---------- Records for the exercise ----------
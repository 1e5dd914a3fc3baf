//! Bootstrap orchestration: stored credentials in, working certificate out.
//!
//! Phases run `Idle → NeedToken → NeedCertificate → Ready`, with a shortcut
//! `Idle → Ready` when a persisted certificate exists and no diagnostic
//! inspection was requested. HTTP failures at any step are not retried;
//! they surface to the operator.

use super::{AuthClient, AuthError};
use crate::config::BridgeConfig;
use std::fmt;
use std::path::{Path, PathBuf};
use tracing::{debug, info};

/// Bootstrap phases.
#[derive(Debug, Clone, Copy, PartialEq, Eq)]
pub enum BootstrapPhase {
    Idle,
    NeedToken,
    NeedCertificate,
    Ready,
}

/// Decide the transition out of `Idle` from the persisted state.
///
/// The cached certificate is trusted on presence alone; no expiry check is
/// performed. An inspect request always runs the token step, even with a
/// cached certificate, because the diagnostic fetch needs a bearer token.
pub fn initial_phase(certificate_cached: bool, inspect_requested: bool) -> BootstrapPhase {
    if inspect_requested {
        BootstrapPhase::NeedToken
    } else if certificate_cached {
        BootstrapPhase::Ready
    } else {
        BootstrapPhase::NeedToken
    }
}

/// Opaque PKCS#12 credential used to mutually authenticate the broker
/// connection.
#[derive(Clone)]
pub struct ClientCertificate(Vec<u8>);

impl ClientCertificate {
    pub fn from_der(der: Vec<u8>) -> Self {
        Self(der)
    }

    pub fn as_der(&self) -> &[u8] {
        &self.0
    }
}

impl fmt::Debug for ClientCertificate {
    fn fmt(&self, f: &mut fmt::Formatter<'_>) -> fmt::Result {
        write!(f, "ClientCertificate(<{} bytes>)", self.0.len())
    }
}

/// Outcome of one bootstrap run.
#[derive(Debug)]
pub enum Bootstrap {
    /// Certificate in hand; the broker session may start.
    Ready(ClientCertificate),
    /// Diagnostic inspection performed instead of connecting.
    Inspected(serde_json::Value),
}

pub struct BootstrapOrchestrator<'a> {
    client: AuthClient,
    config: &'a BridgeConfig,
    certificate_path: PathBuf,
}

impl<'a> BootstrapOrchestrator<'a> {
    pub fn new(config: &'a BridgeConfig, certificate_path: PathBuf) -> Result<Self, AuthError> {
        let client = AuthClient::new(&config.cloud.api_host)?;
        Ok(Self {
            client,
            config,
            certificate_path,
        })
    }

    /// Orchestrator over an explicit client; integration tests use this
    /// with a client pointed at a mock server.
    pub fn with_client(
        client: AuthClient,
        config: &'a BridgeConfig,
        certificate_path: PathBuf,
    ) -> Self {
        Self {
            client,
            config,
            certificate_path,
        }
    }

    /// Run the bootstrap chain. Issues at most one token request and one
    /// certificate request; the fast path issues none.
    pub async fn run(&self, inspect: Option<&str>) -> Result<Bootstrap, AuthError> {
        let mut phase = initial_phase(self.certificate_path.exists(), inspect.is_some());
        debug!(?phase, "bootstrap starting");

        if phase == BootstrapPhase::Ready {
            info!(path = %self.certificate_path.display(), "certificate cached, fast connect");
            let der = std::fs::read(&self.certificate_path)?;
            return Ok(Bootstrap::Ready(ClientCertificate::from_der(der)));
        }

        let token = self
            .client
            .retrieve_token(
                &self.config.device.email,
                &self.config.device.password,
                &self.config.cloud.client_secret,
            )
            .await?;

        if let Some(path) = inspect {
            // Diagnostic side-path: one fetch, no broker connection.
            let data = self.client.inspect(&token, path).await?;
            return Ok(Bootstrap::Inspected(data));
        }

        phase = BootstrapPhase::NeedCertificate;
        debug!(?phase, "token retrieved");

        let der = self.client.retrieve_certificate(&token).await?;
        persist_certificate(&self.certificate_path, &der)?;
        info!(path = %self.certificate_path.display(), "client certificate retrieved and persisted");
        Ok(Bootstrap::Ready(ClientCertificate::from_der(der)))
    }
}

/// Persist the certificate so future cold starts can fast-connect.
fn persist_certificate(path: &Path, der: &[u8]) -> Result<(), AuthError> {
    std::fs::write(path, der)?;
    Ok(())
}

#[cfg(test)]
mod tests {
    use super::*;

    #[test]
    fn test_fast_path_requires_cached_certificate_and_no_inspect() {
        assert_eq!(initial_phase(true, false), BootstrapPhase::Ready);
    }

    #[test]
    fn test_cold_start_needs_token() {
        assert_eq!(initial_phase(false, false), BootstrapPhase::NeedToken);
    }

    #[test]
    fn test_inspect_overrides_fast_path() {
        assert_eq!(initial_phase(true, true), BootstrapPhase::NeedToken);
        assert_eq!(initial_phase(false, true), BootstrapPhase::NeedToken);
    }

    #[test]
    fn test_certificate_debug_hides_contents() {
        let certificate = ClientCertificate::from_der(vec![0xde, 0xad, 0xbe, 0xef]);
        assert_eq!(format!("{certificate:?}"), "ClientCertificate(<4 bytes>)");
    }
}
----------
● **Problem details**:
Copy out the whole listing exactly as given.

● **Response area**:
repository 1e5dd914a3fc3baf
//! Bootstrap orchestration: stored credentials in, working certificate out.
//!
//! Phases run `Idle → NeedToken → NeedCertificate → Ready`, with a shortcut
//! `Idle → Ready` when a persisted certificate exists and no diagnostic
//! inspection was requested. HTTP failures at any step are not retried;
//! they surface to the operator.

use super::{AuthClient, AuthError};
use crate::config::BridgeConfig;
use std::fmt;
use std::path::{Path, PathBuf};
use tracing::{debug, info};

/// Bootstrap phases.
#[derive(Debug, Clone, Copy, PartialEq, Eq)]
pub enum BootstrapPhase {
    Idle,
    NeedToken,
    NeedCertificate,
    Ready,
}

/// Decide the transition out of `Idle` from the persisted state.
///
/// The cached certificate is trusted on presence alone; no expiry check is
/// performed. An inspect request always runs the token step, even with a
/// cached certificate, because the diagnostic fetch needs a bearer token.
pub fn initial_phase(certificate_cached: bool, inspect_requested: bool) -> BootstrapPhase {
    if inspect_requested {
        BootstrapPhase::NeedToken
    } else if certificate_cached {
        BootstrapPhase::Ready
    } else {
        BootstrapPhase::NeedToken
    }
}

/// Opaque PKCS#12 credential used to mutually authenticate the broker
/// connection.
#[derive(Clone)]
pub struct ClientCertificate(Vec<u8>);

impl ClientCertificate {
    pub fn from_der(der: Vec<u8>) -> Self {
        Self(der)
    }

    pub fn as_der(&self) -> &[u8] {
        &self.0
    }
}

impl fmt::Debug for ClientCertificate {
    fn fmt(&self, f: &mut fmt::Formatter<'_>) -> fmt::Result {
        write!(f, "ClientCertificate(<{} bytes>)", self.0.len())
    }
}

/// Outcome of one bootstrap run.
#[derive(Debug)]
pub enum Bootstrap {
    /// Certificate in hand; the broker session may start.
    Ready(ClientCertificate),
    /// Diagnostic inspection performed instead of connecting.
    Inspected(serde_json::Value),
}

pub struct BootstrapOrchestrator<'a> {
    client: AuthClient,
    config: &'a BridgeConfig,
    certificate_path: PathBuf,
}

impl<'a> BootstrapOrchestrator<'a> {
    pub fn new(config: &'a BridgeConfig, certificate_path: PathBuf) -> Result<Self, AuthError> {
        let client = AuthClient::new(&config.cloud.api_host)?;
        Ok(Self {
            client,
            config,
            certificate_path,
        })
    }

    /// Orchestrator over an explicit client; integration tests use this
    /// with a client pointed at a mock server.
    pub fn with_client(
        client: AuthClient,
        config: &'a BridgeConfig,
        certificate_path: PathBuf,
    ) -> Self {
        Self {
            client,
            config,
            certificate_path,
        }
    }

    /// Run the bootstrap chain. Issues at most one token request and one
    /// certificate request; the fast path issues none.
    pub async fn run(&self, inspect: Option<&str>) -> Result<Bootstrap, AuthError> {
        let mut phase = initial_phase(self.certificate_path.exists(), inspect.is_some());
        debug!(?phase, "bootstrap starting");

        if phase == BootstrapPhase::Ready {
            info!(path = %self.certificate_path.display(), "certificate cached, fast connect");
            let der = std::fs::read(&self.certificate_path)?;
            return Ok(Bootstrap::Ready(ClientCertificate::from_der(der)));
        }

        let token = self
            .client
            .retrieve_token(
                &self.config.device.email,
                &self.config.device.password,
                &self.config.cloud.client_secret,
            )
            .await?;

        if let Some(path) = inspect {
            // Diagnostic side-path: one fetch, no broker connection.
            let data = self.client.inspect(&token, path).await?;
            return Ok(Bootstrap::Inspected(data));
        }

        phase = BootstrapPhase::NeedCertificate;
        debug!(?phase, "token retrieved");

        let der = self.client.retrieve_certificate(&token).await?;
        persist_certificate(&self.certificate_path, &der)?;
        info!(path = %self.certificate_path.display(), "client certificate retrieved and persisted");
        Ok(Bootstrap::Ready(ClientCertificate::from_der(der)))
    }
}

/// Persist the certificate so future cold starts can fast-connect.
fn persist_certificate(path: &Path, der: &[u8]) -> Result<(), AuthError> {
    std::fs::write(path, der)?;
    Ok(())
}

#[cfg(test)]
mod tests {
    use super::*;

    #[test]
    fn test_fast_path_requires_cached_certificate_and_no_inspect() {
        assert_eq!(initial_phase(true, false), BootstrapPhase::Ready);
    }

    #[test]
    fn test_cold_start_needs_token() {
        assert_eq!(initial_phase(false, false), BootstrapPhase::NeedToken);
    }

    #[test]
    fn test_inspect_overrides_fast_path() {
        assert_eq!(initial_phase(true, true), BootstrapPhase::NeedToken);
        assert_eq!(initial_phase(false, true), BootstrapPhase::NeedToken);
    }

    #[test]
    fn test_certificate_debug_hides_contents() {
        let certificate = ClientCertificate::from_der(vec![0xde, 0xad, 0xbe, 0xef]);
        assert_eq!(format!("{certificate:?}"), "ClientCertificate(<4 bytes>)");
    }
}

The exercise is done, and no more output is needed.